[Collected data entries]
-=-=-
use super::{detail_line, doc_button, line, load, new_tag, note, replace, Outcome, RenderContext};
use crate::dates::{format_date, DateStyle};
use crate::dom::{el, Document, Node};
use crate::normalize::{clean_file_label, group_by_bucket, normalize_year, Entry};
use crate::storage::{DataSource, TAIKAI_DATA};
use tracing::{debug, info};

/// Holds the year sections that have no anchor of their own on the page.
pub const LIST_ID: &str = "taikaiList";

const LOAD_FAILED: &str = "大会情報データの読み込みに失敗しました。";
const EMPTY: &str = "大会情報がありません。";

/// Tournament listing, one section per season in file order.
///
/// `#taikaiList` is required. A season renders into the element whose id
/// equals the season id; seasons without such an element get a generated
/// section inside `#taikaiList`.
pub async fn render(doc: &mut Document, source: &DataSource, ctx: &RenderContext) -> Outcome {
    if !doc.contains_id(LIST_ID) {
        debug!("tournament listing disabled, #{LIST_ID} not on page");
        return Outcome::Skipped;
    }

    let data = match load(source, TAIKAI_DATA, "taikai").await {
        Ok(data) => data,
        Err(_) => {
            replace(doc, LIST_ID, vec![note(LOAD_FAILED)]);
            return Outcome::Failed;
        }
    };

    let seasons: Vec<(String, String, Vec<Entry>)> = data
        .years
        .unwrap_or_default()
        .into_iter()
        .map(|year| (year.id.clone(), year.label.clone(), normalize_year(year)))
        .collect();
    let rendered: usize = seasons.iter().map(|(_, _, entries)| entries.len()).sum();
    if rendered == 0 {
        replace(doc, LIST_ID, vec![note(EMPTY)]);
        return Outcome::Empty;
    }

    let mut generated: Vec<Node> = Vec::new();
    for (id, label, entries) in seasons {
        let mut children: Vec<Node> = vec![el("div", &[("class", "section-bar")], vec![]).into()];
        children.extend(entries.iter().map(|entry| article(entry, ctx)));

        if !id.is_empty() && doc.contains_id(&id) {
            replace(doc, &id, children);
            continue;
        }
        let mut section = el("section", &[("class", "taikai-year")], vec![]);
        if !id.is_empty() {
            section.set_attr("id", &id);
        }
        if !label.is_empty() {
            section.append(el("h2", &[("class", "year-title"), ("text", label.as_str())], vec![]));
        }
        section.children.extend(children);
        generated.push(section.into());
    }

    replace(doc, LIST_ID, generated);
    info!(rendered, "rendered tournaments");
    Outcome::Rendered(rendered)
}

fn article(entry: &Entry, ctx: &RenderContext) -> Node {
    let mut head = el(
        "div",
        &[("class", "entry-head")],
        vec![el("div", &[("class", "entry-title"), ("text", entry.title.as_str())], vec![]).into()],
    );
    if ctx.is_new(entry) {
        head.append(new_tag("tag new"));
    }

    let meta = match entry.date {
        Some(_) => format!("更新日：{}", format_date(entry.date, DateStyle::Padded)),
        None => entry.meta.clone(),
    };

    let mut body: Vec<Node> = entry.details.iter().map(detail_line).collect();
    for (bucket, docs) in group_by_bucket(&entry.docs) {
        let buttons = docs
            .into_iter()
            .map(|doc| doc_button(doc, doc.url_kind(), &clean_file_label(&doc.label)))
            .collect();
        body.push(line(bucket.heading(), el("div", &[("class", "value actions")], buttons)));
    }

    el(
        "article",
        &[("class", "entry"), ("data-updated", entry.updated.as_str())],
        vec![
            head.into(),
            el("div", &[("class", "entry-meta"), ("text", meta.as_str())], vec![]).into(),
            el("div", &[("class", "entry-body entry-lines")], body).into(),
        ],
    )
    .into()
}

#[cfg(test)]
mod tests {
    use super::*;
    use crate::dom::Element;
    use crate::pages::test_support::{children, context, notes, source_with};
    use crate::shell;
    use serde_json::{json, Value};

    fn data() -> Value {
        json!({ "years": [
            { "id": "y2026", "label": "2026年度", "entries": [
                {
                    "title": "市民大会",
                    "updated": "2026-03-10",
                    "rows": [{ "key": "期日", "value": "5月3日" }],
                    "files": [
                        { "label": "結果（PDF）", "url": "/result.pdf" },
                        { "label": "要項（PDF）", "url": "/guide.pdf" },
                        { "label": "X 参加申込（xlsx）", "url": "/entry.xlsx" },
                        { "label": "タイムテーブル", "url": "/tt.pdf" },
                        { "label": "会場案内", "url": "/map.pdf" }
                    ]
                },
                { "title": "秋季大会", "meta": "更新日：未定" }
            ]},
            { "id": "y2025", "label": "2025年度", "entries": [] }
        ]})
    }

    fn headings(article: &Element) -> Vec<String> {
        article
            .find_all_by_class("label")
            .iter()
            .map(|label| label.text_content())
            .collect()
    }

    #[tokio::test]
    async fn seasons_get_generated_sections() {
        let source = source_with(&[(TAIKAI_DATA, data())]);
        let mut doc = shell::taikai_page("協会");
        assert_eq!(render(&mut doc, &source, &context()).await, Outcome::Rendered(2));

        let sections = children(&doc, LIST_ID);
        assert_eq!(sections.len(), 2);
        assert_eq!(sections[0].id(), Some("y2026"));
        assert_eq!(sections[1].id(), Some("y2025"));

        let articles: Vec<&Element> = sections[0].child_elements().filter(|c| c.tag == "article").collect();
        assert_eq!(articles.len(), 2);
        assert_eq!(headings(articles[0]), ["期日", "要項等：", "参加申込：", "組合せ等：", "結果等："]);
        let guideline = articles[0].find_all_by_class("actions")[0].text_content();
        assert_eq!(guideline, "PDF要項PDF会場案内");
        let entry_form = articles[0].find_all_by_class("actions")[1].to_html();
        assert!(entry_form.contains(r#"<span class="icon xls">X</span><span>参加申込</span>"#));

        let metas: Vec<String> = sections[0]
            .find_all_by_class("entry-meta")
            .iter()
            .map(|m| m.text_content())
            .collect();
        assert_eq!(metas, ["更新日：2026年03月10日", "更新日：未定"]);
        assert_eq!(articles[0].find_all_by_class("new").len(), 1);
    }

    #[tokio::test]
    async fn existing_section_is_replaced_in_place() {
        let source = source_with(&[(TAIKAI_DATA, data())]);
        let mut doc = shell::taikai_page("協会");
        doc.body.append(el("section", &[("id", "y2025")], vec![Node::text("stale")]));
        render(&mut doc, &source, &context()).await;

        let own = doc.element_by_id("y2025").unwrap();
        assert_eq!(own.text_content(), "");
        assert_eq!(own.child_elements().count(), 1);
        assert_eq!(children(&doc, LIST_ID).len(), 1);
    }

    #[tokio::test]
    async fn no_seasons_renders_one_message() {
        let source = source_with(&[(TAIKAI_DATA, json!({ "years": [] }))]);
        let mut doc = shell::taikai_page("協会");
        assert_eq!(render(&mut doc, &source, &context()).await, Outcome::Empty);
        assert_eq!(notes(&doc, LIST_ID), [EMPTY]);
    }

    #[tokio::test]
    async fn seasons_without_entries_render_one_message() {
        let source = source_with(&[(
            TAIKAI_DATA,
            json!({ "years": [
                { "id": "y2026", "label": "2026年度", "entries": [] },
                { "id": "y2025", "label": "2025年度" }
            ]}),
        )]);
        let mut doc = shell::taikai_page("協会");
        assert_eq!(render(&mut doc, &source, &context()).await, Outcome::Empty);
        assert_eq!(notes(&doc, LIST_ID), [EMPTY]);
        assert_eq!(children(&doc, LIST_ID).len(), 1);
        assert!(!doc.contains_id("y2026"));
    }

    #[tokio::test]
    async fn page_without_anchor_is_left_alone() {
        let source = source_with(&[]);
        let mut doc = shell::home_page("協会");
        let before = doc.to_html();
        assert_eq!(render(&mut doc, &source, &context()).await, Outcome::Skipped);
        assert_eq!(doc.to_html(), before);
    }

    #[tokio::test]
    async fn fetch_failure_renders_one_error() {
        let source = source_with(&[]);
        let mut doc = shell::taikai_page("協会");
        assert_eq!(render(&mut doc, &source, &context()).await, Outcome::Failed);
        assert_eq!(notes(&doc, LIST_ID), [LOAD_FAILED]);
    }
}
-=-=-
> **ASSIGNED TASK**: In the entries above, the lines from the one bearing "let mut head" up to and including the one bearing "use super::*;" should be transcribed exactly; no other line is wanted.

> **SOLUTION BELOW**:
    let mut head = el(
        "div",
        &[("class", "entry-head")],
        vec![el("div", &[("class", "entry-title"), ("text", entry.title.as_str())], vec![]).into()],
    );
    if ctx.is_new(entry) {
        head.append(new_tag("tag new"));
    }

    let meta = match entry.date {
        Some(_) => format!("更新日：{}", format_date(entry.date, DateStyle::Padded)),
        None => entry.meta.clone(),
    };

    let mut body: Vec<Node> = entry.details.iter().map(detail_line).collect();
    for (bucket, docs) in group_by_bucket(&entry.docs) {
        let buttons = docs
            .into_iter()
            .map(|doc| doc_button(doc, doc.url_kind(), &clean_file_label(&doc.label)))
            .collect();
        body.push(line(bucket.heading(), el("div", &[("class", "value actions")], buttons)));
    }

    el(
        "article",
        &[("class", "entry"), ("data-updated", entry.updated.as_str())],
        vec![
            head.into(),
            el("div", &[("class", "entry-meta"), ("text", meta.as_str())], vec![]).into(),
            el("div", &[("class", "entry-body entry-lines")], body).into(),
        ],
    )
    .into()
}

#[cfg(test)]
mod tests {
    use super::*;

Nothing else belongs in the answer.